In this work, we apply a two-stage anomaly-based network intrusion detection process using the UNSW-NB15 dataset. In stage 1 we make of three different Feature Selection Algorithms to rank the features in the Dataset according to their relation to the resulting labels. We plan to make use of Recursive Feature Elimination, Pearson Correlation and ExtraTreesClassifier which use inbuilt class feature_importances of tree-based classifiers we also plot graphs of feature importances for better visualization among other techniques to select the best dataset features for the purpose of machine learning.
After ranking the features we will be making 2 new Datasets consisting of the top 15 and 30 features based on the average of the ranks obtained by the features from the 3 ranking algorithms and use them alongside the original dataset with all the features.

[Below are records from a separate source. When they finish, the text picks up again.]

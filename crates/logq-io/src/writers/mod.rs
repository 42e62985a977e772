//! Result writers.

pub mod jsonl;
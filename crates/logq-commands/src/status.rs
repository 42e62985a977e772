//! Command status, readable from any thread.

use std::fmt;
use std::sync::atomic::{AtomicU8, Ordering};
use std::sync::Arc;

#[derive(Debug, Clone, Copy, PartialEq, Eq, PartialOrd, Ord, Hash)]
#[repr(u8)]
pub enum Status {
    Waiting = 0,
    Running = 1,
    End = 2,
}

impl Status {
    fn from_u8(v: u8) -> Self {
        match v {
            0 => Status::Waiting,
            1 => Status::Running,
            _ => Status::End,
        }
    }
}

impl fmt::Display for Status {
    fn fmt(&self, f: &mut fmt::Formatter<'_>) -> fmt::Result {
        let s = match self {
            Status::Waiting => "waiting",
            Status::Running => "running",
            Status::End => "end",
        };
        f.write_str(s)
    }
}

/// Atomic status slot. Transitions only move forward; `End` is terminal.
#[derive(Debug, Default)]
pub struct StatusCell(AtomicU8);

impl StatusCell {
    pub fn new() -> Arc<Self> {
        Arc::new(Self::default())
    }

    pub fn get(&self) -> Status {
        Status::from_u8(self.0.load(Ordering::Acquire))
    }

    /// Advance to `status`. Returns false when the cell was already at or
    /// past it.
    pub fn advance(&self, status: Status) -> bool {
        self.0.fetch_max(status as u8, Ordering::AcqRel) < status as u8
    }

    pub fn is_end(&self) -> bool {
        self.get() == Status::End
    }
}

#[cfg(test)]
mod tests {
    use super::*;

    #[test]
    fn transitions_are_monotonic() {
        let cell = StatusCell::new();
        assert_eq!(cell.get(), Status::Waiting);
        assert!(cell.advance(Status::Running));
        assert!(!cell.advance(Status::Running));
        assert!(cell.advance(Status::End));
        assert!(!cell.advance(Status::Running));
        assert_eq!(cell.get(), Status::End);
    }
}
#![forbid(unsafe_code)]
//! logq-parser: the Syntax Registry.
//!
//! Each keyword module contributes its grammar through `QueryParser`. The
//! registry collects every contributor once per process and compiles query
//! text into a linked command chain:
//!
//! ```text
//! table events | search status >= 500 | stats count by host
//! ```
//!
//! Stages are separated by `|` outside double quotes. A contributor that
//! fails to register is logged and skipped; the others stay usable.

pub mod error;
pub mod lexer;
pub mod parsers;
pub mod registry;
pub mod syntax;

pub use error::{QuerySyntaxError, RegistrationError};
pub use registry::{RegistrationFailure, SyntaxRegistry};
pub use syntax::{ParseFn, QueryParser, Stage, Syntax};

/// Compile `query` with the process-wide registry.
pub fn compile(
    query: &str,
) -> Result<Box<dyn logq_commands::Command>, QuerySyntaxError> {
    SyntaxRegistry::global().compile(query)
}
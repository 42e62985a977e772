//! Query service: prepares queries against one set of collaborators and
//! drives each on its own thread.

use std::sync::Arc;
use std::thread::JoinHandle;

use logq_commands::QueryContext;
use logq_core::catalog::{LogStorage, LookupService, TableRegistry};
use logq_core::config::EngineConfig;
use logq_core::id::QueryId;
use logq_io::build_spill_manager;
use logq_mem::{BufferEnv, MemoryBudget};

use crate::bind::create_command;
use crate::error::ExecError;
use crate::query::{Query, QueryHandle, QueryReport};
use crate::sink::{ResultSink, RowConsumer};

/// Owns the engine config and the storage, catalog and lookup services every
/// query is bound against.
#[derive(Clone)]
pub struct QueryService {
    config: EngineConfig,
    storage: Arc<dyn LogStorage>,
    tables: Arc<dyn TableRegistry>,
    lookups: Arc<dyn LookupService>,
}

impl QueryService {
    pub fn new(
        config: EngineConfig,
        storage: Arc<dyn LogStorage>,
        tables: Arc<dyn TableRegistry>,
        lookups: Arc<dyn LookupService>,
    ) -> Self {
        Self {
            config,
            storage,
            tables,
            lookups,
        }
    }

    pub fn config(&self) -> &EngineConfig {
        &self.config
    }

    /// Fresh per-query context: its own memory budget and spill directory.
    fn context(&self) -> Result<Arc<QueryContext>, ExecError> {
        let id = QueryId::random();
        let spill = build_spill_manager(&self.config, &id.to_string())?;
        let budget = MemoryBudget::new(self.config.mem_cap_bytes);
        let env = BufferEnv::new(spill, budget, self.config.buffer_spill_threshold_bytes);
        Ok(Arc::new(
            QueryContext::new(self.config.clone(), env).with_id(id),
        ))
    }

    /// Compile and bind `text`; results go to `consumer`.
    pub fn prepare(&self, text: &str, consumer: Box<dyn RowConsumer>) -> Result<Query, ExecError> {
        let ctx = self.context()?;
        let head = create_command(
            Arc::clone(&ctx),
            text,
            Arc::clone(&self.storage),
            self.tables.as_ref(),
            self.lookups.as_ref(),
            ResultSink::new(consumer),
        )?;
        Ok(Query::new(text, ctx, head))
    }

    /// Prepare and run on the calling thread.
    pub fn run(&self, text: &str, consumer: Box<dyn RowConsumer>) -> Result<QueryReport, ExecError> {
        self.prepare(text, consumer)?.run()
    }

    /// Run `query` on a dedicated thread.
    pub fn spawn(&self, query: Query) -> Result<RunningQuery, ExecError> {
        let handle = query.handle();
        let thread = std::thread::Builder::new()
            .name(format!("logq-query-{}", query.id()))
            .spawn(move || query.run())
            .map_err(|e| ExecError::Thread(e.to_string()))?;
        tracing::debug!(query = %handle.id(), "query thread spawned");
        Ok(RunningQuery { handle, thread })
    }
}

/// A query executing on its own thread.
pub struct RunningQuery {
    handle: QueryHandle,
    thread: JoinHandle<Result<QueryReport, ExecError>>,
}

impl RunningQuery {
    pub fn handle(&self) -> &QueryHandle {
        &self.handle
    }

    pub fn cancel(&self) {
        self.handle.cancel();
    }

    /// Wait for the driving thread and return its outcome.
    pub fn join(self) -> Result<QueryReport, ExecError> {
        self.thread
            .join()
            .map_err(|_| ExecError::Thread(format!("query {} panicked", self.handle.id())))?
    }
}
//! Built-in commands, one module per query keyword.
//!
//! `sort` lives in its own top-level module with its run generation and
//! merge code.

pub mod agg;
pub mod drop;
pub mod fields;
pub mod function;
pub mod lookup;
pub mod option;
pub mod rename;
pub mod search;
pub mod stats;
pub mod table;
pub mod timechart;

pub use agg::{AggFunc, AggSpec};
pub use drop::DropCmd;
pub use fields::Fields;
pub use function::{FnArg, Function, ScalarFn};
pub use lookup::{Lookup, LookupOutput};
pub use option::OptionCmd;
pub use rename::Rename;
pub use search::{CompareOp, Condition, Search};
pub use stats::Stats;
pub use table::Table;
pub use timechart::{parse_span, Timechart};

pub use crate::sort::{Sort, SortKey};
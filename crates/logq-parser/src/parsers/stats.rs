use logq_commands::commands::{AggFunc, AggSpec, Stats};

use super::Parsed;
use crate::error::{QuerySyntaxError, RegistrationError};
use crate::lexer::TokenKind;
use crate::syntax::{QueryParser, Stage, Syntax};

pub struct StatsParser;

impl QueryParser for StatsParser {
    fn name(&self) -> &'static str {
        "stats"
    }

    fn add_syntax(&self, syntax: &mut Syntax) -> Result<(), RegistrationError> {
        syntax.add("stats", parse)
    }
}

/// `stats agg[, agg]... [by f1, f2]`
fn parse(stage: &mut Stage<'_>) -> Parsed {
    let aggs = agg_list(stage)?;
    let by = if stage.eat_word("by") {
        stage.word_list("group field")?.into_iter().map(|t| t.text).collect()
    } else {
        Vec::new()
    };
    stage.finish()?;
    Ok(Box::new(Stats::new(aggs, by)))
}

/// `name[(field)] [as alias]`, comma separated. Shared with `timechart`.
pub(super) fn agg_list(stage: &mut Stage<'_>) -> Result<Vec<AggSpec>, QuerySyntaxError> {
    let mut aggs = vec![agg(stage)?];
    while stage.eat(TokenKind::Comma) {
        aggs.push(agg(stage)?);
    }
    Ok(aggs)
}

fn agg(stage: &mut Stage<'_>) -> Result<AggSpec, QuerySyntaxError> {
    let name = stage.expect_word("aggregation")?;
    let func = AggFunc::from_name(&name.text).ok_or_else(|| {
        stage.error_at(name.offset, format!("unknown aggregation '{}'", name.text))
    })?;
    let field = if stage.eat(TokenKind::LParen) {
        let field = stage.expect_word("field name")?;
        stage.expect(TokenKind::RParen, "')'")?;
        Some(field.text)
    } else {
        None
    };
    let alias = if stage.eat_word("as") {
        Some(stage.expect_word("alias")?.text)
    } else {
        None
    };
    AggSpec::new(func, field, alias).map_err(|e| stage.rejected(name.offset, e))
}

#[cfg(test)]
mod tests {
    use logq_commands::commands::{AggFunc, Stats};

    use super::super::testing::one;

    #[test]
    fn aggs_and_groups() {
        let cmd = one("stats count, avg(latency) as lat, MAX(bytes) by host, status").unwrap();
        assert!(cmd.is_reducer());
        let stats = cmd.downcast_ref::<Stats>().unwrap();
        let funcs: Vec<_> = stats.aggs().iter().map(|a| a.func).collect();
        assert_eq!(funcs, vec![AggFunc::Count, AggFunc::Avg, AggFunc::Max]);
        assert_eq!(stats.aggs()[1].alias, "lat");
        assert_eq!(stats.by(), ["host", "status"]);
    }

    #[test]
    fn bad_aggregations() {
        let err = one("stats median(x)").unwrap_err();
        assert_eq!(err.position, 6);
        assert_eq!(err.message, "unknown aggregation 'median'");
        // only count may omit its field
        let err = one("stats count, sum").unwrap_err();
        assert_eq!(err.position, 13);
        assert_eq!(err.message, "sum needs a field");
        assert_eq!(one("stats sum(x").unwrap_err().message, "expected ')'");
        assert!(one("stats count by").is_err());
    }
}
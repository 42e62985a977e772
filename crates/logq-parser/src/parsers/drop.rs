use logq_commands::commands::DropCmd;

use super::Parsed;
use crate::error::RegistrationError;
use crate::syntax::{QueryParser, Stage, Syntax};

pub struct DropParser;

impl QueryParser for DropParser {
    fn name(&self) -> &'static str {
        "drop"
    }

    fn add_syntax(&self, syntax: &mut Syntax) -> Result<(), RegistrationError> {
        syntax.add("drop", parse)
    }
}

fn parse(stage: &mut Stage<'_>) -> Parsed {
    stage.finish()?;
    Ok(Box::new(DropCmd::new()))
}
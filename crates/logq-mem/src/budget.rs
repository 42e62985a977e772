//! Per-query memory budget with RAII reservations.
//!
//! Buffers and reducers reserve bytes before holding rows. Dropping a
//! `Reservation` gives its bytes back. The budget also keeps the peak usage
//! so a finished query can report it.

use std::sync::atomic::{AtomicUsize, Ordering};
use std::sync::Arc;

struct BudgetInner {
    capacity: usize,
    used: AtomicUsize,
    peak: AtomicUsize,
}

impl BudgetInner {
    fn try_take(&self, bytes: usize) -> bool {
        let mut cur = self.used.load(Ordering::Relaxed);
        loop {
            let next = cur.saturating_add(bytes);
            if next > self.capacity {
                return false;
            }
            match self
                .used
                .compare_exchange(cur, next, Ordering::AcqRel, Ordering::Relaxed)
            {
                Ok(_) => {
                    self.peak.fetch_max(next, Ordering::AcqRel);
                    return true;
                }
                Err(observed) => cur = observed,
            }
        }
    }

    fn give_back(&self, bytes: usize) {
        self.used.fetch_sub(bytes, Ordering::AcqRel);
    }
}

/// Shared handle to one query's memory cap. Cloning shares the same account.
#[derive(Clone)]
pub struct MemoryBudget {
    inner: Arc<BudgetInner>,
}

impl MemoryBudget {
    pub fn new(capacity_bytes: usize) -> Self {
        Self {
            inner: Arc::new(BudgetInner {
                capacity: capacity_bytes,
                used: AtomicUsize::new(0),
                peak: AtomicUsize::new(0),
            }),
        }
    }

    /// A budget that never refuses (tests, in-memory only buffers).
    pub fn unbounded() -> Self {
        Self::new(usize::MAX)
    }

    /// Reserve `bytes`, or `None` if that would pass the cap.
    pub fn try_reserve(&self, bytes: usize, tag: &'static str) -> Option<Reservation> {
        if bytes > 0 && !self.inner.try_take(bytes) {
            return None;
        }
        Some(Reservation {
            inner: Arc::clone(&self.inner),
            bytes,
            tag,
        })
    }

    /// An empty reservation that can be grown later.
    pub fn empty_reservation(&self, tag: &'static str) -> Reservation {
        Reservation {
            inner: Arc::clone(&self.inner),
            bytes: 0,
            tag,
        }
    }

    pub fn capacity(&self) -> usize {
        self.inner.capacity
    }

    /// Current usage (advisory).
    pub fn used(&self) -> usize {
        self.inner.used.load(Ordering::Relaxed)
    }

    pub fn peak(&self) -> usize {
        self.inner.peak.load(Ordering::Relaxed)
    }
}

impl std::fmt::Debug for MemoryBudget {
    fn fmt(&self, f: &mut std::fmt::Formatter<'_>) -> std::fmt::Result {
        f.debug_struct("MemoryBudget")
            .field("capacity", &self.capacity())
            .field("used", &self.used())
            .finish()
    }
}

/// Bytes held against a `MemoryBudget`; released on drop.
pub struct Reservation {
    inner: Arc<BudgetInner>,
    bytes: usize,
    tag: &'static str,
}

impl Reservation {
    pub fn bytes(&self) -> usize {
        self.bytes
    }

    pub fn tag(&self) -> &'static str {
        self.tag
    }

    /// Grow by `extra` bytes. Returns false (and changes nothing) if the cap
    /// would be exceeded.
    pub fn try_grow(&mut self, extra: usize) -> bool {
        if extra == 0 {
            return true;
        }
        if self.inner.try_take(extra) {
            self.bytes += extra;
            true
        } else {
            false
        }
    }

    /// Give everything back but keep the reservation usable.
    pub fn clear(&mut self) {
        if self.bytes > 0 {
            self.inner.give_back(self.bytes);
            self.bytes = 0;
        }
    }
}

impl Drop for Reservation {
    fn drop(&mut self) {
        self.clear();
    }
}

Then we perform a classification activity in order to identify intrusive traffic from a normal one, using a number of Machine Learning techniques, including k Nearest Neighbour, Logistic Regression Classifier, Decision Tree, Random Forest, Neural Network and a few ensemble classifiers.
The result of the classification activity will make of certain performance metrics which include, accuracy, precision, recall, and f1 measure. With the results of the Machine Learning models, we can understand the necessity of feature selection and also all the data packet attributes that can be monitored by firewalls.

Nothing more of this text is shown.